Katherine had remained in the background throughout the entire disturbance, quietly disrobing and getting ready for bed.
Sadie had been so frightened by the startling noises outside, she did not observe--the room being dark--or dream that her roommate was still up and dressed. She supposed that she had come in while she was sleeping and retired without waking her; thus Katherine escaped being questioned or obliged to make any explanations.
But she lay awake some time after the house had settled into stillness, trying to decide what steps she ought to take, knowing what she did about the matter.
She knew it would not be right to allow Jennie to suffer for what she was in no way responsible, even though she had broken rules in being out of her room at so late an hour. But what her duty was regarding reporting the leaders in the "racket," if they obstinately refrained from confessing their offense, she could not readily determine. She finally resolved that she would do her utmost to exonerate Jennie without incriminating anyone else, if possible.

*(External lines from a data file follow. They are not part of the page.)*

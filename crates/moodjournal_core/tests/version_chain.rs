use moodjournal_core::db::open_db_in_memory;
use moodjournal_core::{
    RepoError, SqliteVersionRepository, VersionAction, VersionRecord, VersionRepository,
};

#[test]
fn record_without_parent_is_its_own_root() {
    let conn = open_db_in_memory().unwrap();
    let repo = SqliteVersionRepository::new(&conn);

    assert_eq!(repo.resolve_root("h1", None).unwrap(), "h1");
    let record = VersionRecord::new("h1", None, "h1", "2026-01-01T00:00:00.000Z");
    assert_eq!(record.action, VersionAction::Created);
    assert!(record.is_root());
    repo.append_version(&record).unwrap();

    assert_eq!(repo.get_version("h1").unwrap(), Some(record));
}

#[test]
fn child_inherits_root_of_parent() {
    let conn = open_db_in_memory().unwrap();
    let repo = SqliteVersionRepository::new(&conn);
    repo.append_version(&VersionRecord::new("h1", None, "h1", "2026-01-01T00:00:00.000Z"))
        .unwrap();

    let root = repo.resolve_root("h2", Some("h1")).unwrap();
    assert_eq!(root, "h1");
    let second = VersionRecord::new("h2", Some("h1".to_string()), root, "2026-01-01T00:01:00.000Z");
    assert_eq!(second.action, VersionAction::Edited);
    repo.append_version(&second).unwrap();

    assert_eq!(repo.resolve_root("h3", Some("h2")).unwrap(), "h1");
}

#[test]
fn dangling_parent_becomes_root() {
    let conn = open_db_in_memory().unwrap();
    let repo = SqliteVersionRepository::new(&conn);
    assert_eq!(repo.resolve_root("h2", Some("gone")).unwrap(), "gone");
}

#[test]
fn append_rejects_action_inconsistent_with_parent() {
    let conn = open_db_in_memory().unwrap();
    let repo = SqliteVersionRepository::new(&conn);
    let mut record = VersionRecord::new("h1", None, "h1", "2026-01-01T00:00:00.000Z");
    record.action = VersionAction::Edited;

    let err = repo.append_version(&record).unwrap_err();
    assert!(matches!(err, RepoError::InvalidData(_)));
}

#[test]
fn chain_is_ordered_and_latest_uses_insertion_tiebreak() {
    let conn = open_db_in_memory().unwrap();
    let repo = SqliteVersionRepository::new(&conn);
    let same_time = "2026-01-01T00:05:00.000Z";
    repo.append_version(&VersionRecord::new("h1", None, "h1", "2026-01-01T00:00:00.000Z"))
        .unwrap();
    repo.append_version(&VersionRecord::new("hb", Some("h1".to_string()), "h1", same_time))
        .unwrap();
    repo.append_version(&VersionRecord::new("ha", Some("hb".to_string()), "h1", same_time))
        .unwrap();
    repo.append_version(&VersionRecord::new("x1", None, "x1", "2025-12-31T00:00:00.000Z"))
        .unwrap();

    let chain: Vec<_> = repo
        .chain_for("h1")
        .unwrap()
        .into_iter()
        .map(|record| record.hash)
        .collect();
    assert_eq!(chain, vec!["h1", "hb", "ha"]);

    assert_eq!(repo.latest_for("h1").unwrap().unwrap().hash, "ha");
    assert_eq!(repo.latest_for("x1").unwrap().unwrap().hash, "x1");
    assert!(repo.latest_for("nope").unwrap().is_none());
    assert_eq!(repo.most_recent_overall().unwrap().unwrap().hash, "ha");
}

#[test]
fn list_versions_spans_all_roots_in_time_order() {
    let conn = open_db_in_memory().unwrap();
    let repo = SqliteVersionRepository::new(&conn);
    assert!(repo.most_recent_overall().unwrap().is_none());

    repo.append_version(&VersionRecord::new("b", None, "b", "2026-01-02T00:00:00.000Z"))
        .unwrap();
    repo.append_version(&VersionRecord::new("a", None, "a", "2026-01-01T00:00:00.000Z"))
        .unwrap();

    let hashes: Vec<_> = repo
        .list_versions()
        .unwrap()
        .into_iter()
        .map(|record| record.hash)
        .collect();
    assert_eq!(hashes, vec!["a", "b"]);

    assert!(repo.delete_version("a").unwrap());
    assert!(!repo.delete_version("a").unwrap());
    assert_eq!(repo.clear_versions().unwrap(), 1);
}

#[test]
fn restamp_moves_record_to_latest_without_touching_lineage() {
    let conn = open_db_in_memory().unwrap();
    let repo = SqliteVersionRepository::new(&conn);
    let stamp = "2026-01-01T00:05:00.000Z";
    repo.append_version(&VersionRecord::new("h1", None, "h1", "2026-01-01T00:00:00.000Z"))
        .unwrap();
    repo.append_version(&VersionRecord::new("h2", Some("h1".to_string()), "h1", stamp))
        .unwrap();

    let restamped = repo.restamp_version("h1", stamp).unwrap().unwrap();
    assert_eq!(restamped.timestamp, stamp);
    assert!(restamped.parent_hash.is_none());
    assert_eq!(restamped.root_hash, "h1");
    assert_eq!(restamped.action, VersionAction::Created);

    // Same timestamp as h2: the re-stamped record still wins on insertion order.
    assert_eq!(repo.latest_for("h1").unwrap().unwrap().hash, "h1");
    assert_eq!(repo.most_recent_overall().unwrap().unwrap().hash, "h1");
    assert!(repo.restamp_version("missing", stamp).unwrap().is_none());
}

She arose with the first stroke of the rising bell, performed her usual duties with what dispatch she could, and then sought Miss Williams shortly before the breakfast hour.
The teacher greeted her cordially, and inquired with a significant smile:
"Were you frightened nearly out of your senses, with the rest of us last night, Miss Minturn?"
"Oh, no; but perhaps I might have been if I had been asleep. I know something about the affair, Miss Williams, and I have come to talk it over with you," Katherine explained.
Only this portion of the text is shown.